LDN193189 is an optimized molecule synthesized through the modifications of parental molecule dorsomorphin [1], and acts as a highly potent and selective inhibitor of bone morphogenetic protein (BMP) type I receptors ALK2 and ALK3 (IC50 = 5 nM and 30 nM, respectively), but with much weaker effects on activin and TGF-β type I receptor ALK4, ALK5, and ALK7 (IC50≥ 500 nM).
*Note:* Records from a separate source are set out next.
use serde::{Deserialize, Serialize};
use tracing::{debug, warn};

use super::dataset::ReferenceDataset;
use super::labels::{embedded_flag, extract_prediction};
use crate::batch::ResponseRecord;

/// Where a record's ground truth came from. `Default` means nothing
/// resolved and the label was assumed `false`.
#[derive(Debug, Clone, Copy, PartialEq, Eq, Hash, Serialize, Deserialize)]
#[serde(rename_all = "SCREAMING_SNAKE_CASE")]
pub enum LabelSource {
    Embedded,
    DatasetExact,
    DatasetStructural,
    DatasetPositional,
    Default,
}

impl LabelSource {
    pub fn is_resolved(self) -> bool {
        self != LabelSource::Default
    }
}

#[derive(Debug, Clone, Copy, PartialEq, Eq, Hash, Serialize, Deserialize)]
pub enum Category {
    TP,
    FP,
    TN,
    FN,
}

impl Category {
    pub fn classify(prediction: bool, ground_truth: bool) -> Self {
        match (prediction, ground_truth) {
            (true, true) => Category::TP,
            (true, false) => Category::FP,
            (false, false) => Category::TN,
            (false, true) => Category::FN,
        }
    }
}

#[derive(Debug, Clone, Copy, PartialEq, Eq, Serialize, Deserialize)]
pub struct Resolution {
    pub prediction: bool,
    pub ground_truth: bool,
    pub source: LabelSource,
    pub category: Category,
}

/// Recover prediction and ground truth for one record. Pure: the same record
/// and dataset always give the same resolution.
pub fn resolve(record: &ResponseRecord, dataset: Option<&ReferenceDataset>) -> Resolution {
    let prediction = match extract_prediction(&record.response_text) {
        Some(p) => p,
        None => {
            warn!(
                prompt_id = record.prompt_id,
                artifact = %record.artifact_path,
                "No command flag in reply, assuming prediction false"
            );
            false
        }
    };

    let (ground_truth, source) = match ground_truth_for(record, dataset) {
        Some(found) => found,
        None => {
            warn!(
                prompt_id = record.prompt_id,
                "No ground truth found, assuming false"
            );
            (false, LabelSource::Default)
        }
    };

    let category = Category::classify(prediction, ground_truth);
    debug!(
        prompt_id = record.prompt_id,
        prediction,
        ground_truth,
        source = ?source,
        category = ?category,
        "Resolved record"
    );

    Resolution {
        prediction,
        ground_truth,
        source,
        category,
    }
}

fn ground_truth_for(
    record: &ResponseRecord,
    dataset: Option<&ReferenceDataset>,
) -> Option<(bool, LabelSource)> {
    if let Some(flag) = embedded_flag(&record.prompt_content) {
        return Some((flag, LabelSource::Embedded));
    }

    let dataset = dataset?;
    if let Some(flag) = dataset.lookup_exact(&record.prompt_content) {
        return Some((flag, LabelSource::DatasetExact));
    }
    if let Some(flag) = dataset.lookup_structural(&record.prompt_content) {
        return Some((flag, LabelSource::DatasetStructural));
    }
    dataset
        .lookup_position(record.prompt_id)
        .map(|flag| (flag, LabelSource::DatasetPositional))
}

#[cfg(test)]
mod tests {
    use super::*;
    use crate::evaluation::dataset::{canonical_dialogue_key, DatasetEntry};
    use serde_json::json;

    fn record(prompt_id: usize, prompt: &str, reply: &str) -> ResponseRecord {
        ResponseRecord {
            prompt_id,
            prompt_content: prompt.to_string(),
            response_text: reply.to_string(),
            response_is_structured: true,
            artifact_path: format!("outputs/response_{}_test.json", prompt_id),
        }
    }

    fn dataset(entries: Vec<(serde_json::Value, bool)>) -> ReferenceDataset {
        ReferenceDataset::from_entries(
            entries
                .into_iter()
                .map(|(dialogue, flag)| DatasetEntry {
                    dialogue: Some(dialogue),
                    has_command: Some(flag),
                })
                .collect(),
        )
    }

    #[test]
    fn test_plain_prompt_without_dataset_defaults_false() {
        let r = resolve(&record(1, "打开客厅的灯。", r#"{"has_command": true}"#), None);
        assert!(r.prediction);
        assert!(!r.ground_truth);
        assert_eq!(r.source, LabelSource::Default);
        assert_eq!(r.category, Category::FP);
    }

    #[test]
    fn test_exact_dataset_match() {
        let dialogue = json!([{"speaker": "用户", "content": "打开客厅的灯。"}]);
        let ds = dataset(vec![(dialogue.clone(), true)]);
        let prompt = canonical_dialogue_key(&dialogue);

        let r = resolve(&record(5, &prompt, r#"{"has_command": true}"#), Some(&ds));
        assert_eq!(r.source, LabelSource::DatasetExact);
        assert_eq!(r.category, Category::TP);
    }

    #[test]
    fn test_exact_match_for_dataset_loaded_from_file() {
        let entries: Vec<DatasetEntry> = serde_json::from_str(
            r#"[{"dialog": [{"speaker": "用户", "content": "打开客厅的灯。"}], "has_command": true}]"#,
        )
        .unwrap();
        let ds = ReferenceDataset::from_entries(entries);

        for prompt in [
            r#"{"dialogue":[{"speaker":"用户","content":"打开客厅的灯。"}]}"#,
            r#"{"dialog": [{"speaker": "用户", "content": "打开客厅的灯。"}]}"#,
        ] {
            let r = resolve(&record(1, prompt, r#"{"has_command": true}"#), Some(&ds));
            assert_eq!(r.source, LabelSource::DatasetExact, "prompt {prompt}");
            assert_eq!(r.category, Category::TP);
        }
    }

    #[test]
    fn test_embedded_flag_beats_conflicting_dataset() {
        let dialogue = json!([{"speaker": "用户", "content": "今天好热"}]);
        let ds = dataset(vec![(dialogue.clone(), true)]);
        let prompt = json!({"dialogue": dialogue, "has_command": false}).to_string();

        let r = resolve(&record(1, &prompt, r#"{"has_command": false}"#), Some(&ds));
        assert_eq!(r.source, LabelSource::Embedded);
        assert!(!r.ground_truth);
        assert_eq!(r.category, Category::TN);
    }

    #[test]
    fn test_structural_match_after_exact_miss() {
        let dialogue = json!([{"speaker": "用户", "content": "把音量调低"}]);
        let ds = dataset(vec![(dialogue, true)]);
        let prompt = "{\n  \"dialogue\": [\n    {\"content\": \"把音量调低\", \"speaker\": \"用户\"}\n  ]\n}";

        let r = resolve(&record(9, prompt, r#"{"has_command": false}"#), Some(&ds));
        assert_eq!(r.source, LabelSource::DatasetStructural);
        assert_eq!(r.category, Category::FN);
    }

    #[test]
    fn test_positional_fallback() {
        let ds = dataset(vec![
            (json!([{"speaker": "A", "content": "x"}]), false),
            (json!([{"speaker": "A", "content": "y"}]), true),
        ]);
        let r = resolve(&record(2, "unrelated prompt", r#"{"has_command": true}"#), Some(&ds));
        assert_eq!(r.source, LabelSource::DatasetPositional);
        assert_eq!(r.category, Category::TP);

        let r = resolve(&record(3, "unrelated prompt", r#"{"has_command": true}"#), Some(&ds));
        assert_eq!(r.source, LabelSource::Default);
    }

    #[test]
    fn test_unparseable_reply_predicts_false() {
        let r = resolve(&record(1, "打开客厅的灯。", "好的，我来帮你开灯"), None);
        assert!(!r.prediction);
        assert_eq!(r.category, Category::TN);
    }

    #[test]
    fn test_resolution_is_deterministic() {
        let rec = record(1, "打开客厅的灯。", r#"{"has_command": true}"#);
        assert_eq!(resolve(&rec, None), resolve(&rec, None));
    }

    #[test]
    fn test_category_serializes_as_tag() {
        assert_eq!(serde_json::to_value(Category::FP).unwrap(), json!("FP"));
        assert_eq!(
            serde_json::to_value(LabelSource::DatasetExact).unwrap(),
            json!("DATASET_EXACT")
        );
    }
}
It inhibits BMP4-mediated Smad1, Smad5 and Smad8 activation in tissue expressing caALK2 infected by Ad.Cre, and reduces ectopic ossification and functional impairment in a mouse model of fibrodysplasia ossificans progressive (FOP)[2]. Both LDN193189 and Dorsomorphin affect not only the Smad but also the non-Smad signaling pathways induced by either BMP2, BMP6 or GDF5. The activation of p38, ERK1/2 and Akt in C2C12 cells is inhibited by both molecules[3]. LDN-193189 attenuates PCa-118b tumor growth via inhibition of BMP4 secretion and subsequent osteoblast differentiation [4].
Chemical Properties
Cas No.: 1062368-24-4
M. Wt.: 406.48
Formula: C25H22N6
Purity: >99%
Synonym: LDN-193189, DM-3189
Chemical Name: 4-(6-(4-(piperazin-1-yl)phenyl)pyrazolo[1,5-a]pyrimidin-3-yl)quinoline
Appearance: Yellow solid
Solubility: Soluble in water (30 mg/ml). Soluble in DMSO (4 mg/ml) and ethanol (<1 mg/mL).
Storage: Store solid at -20 °C for 2 years, protect from light.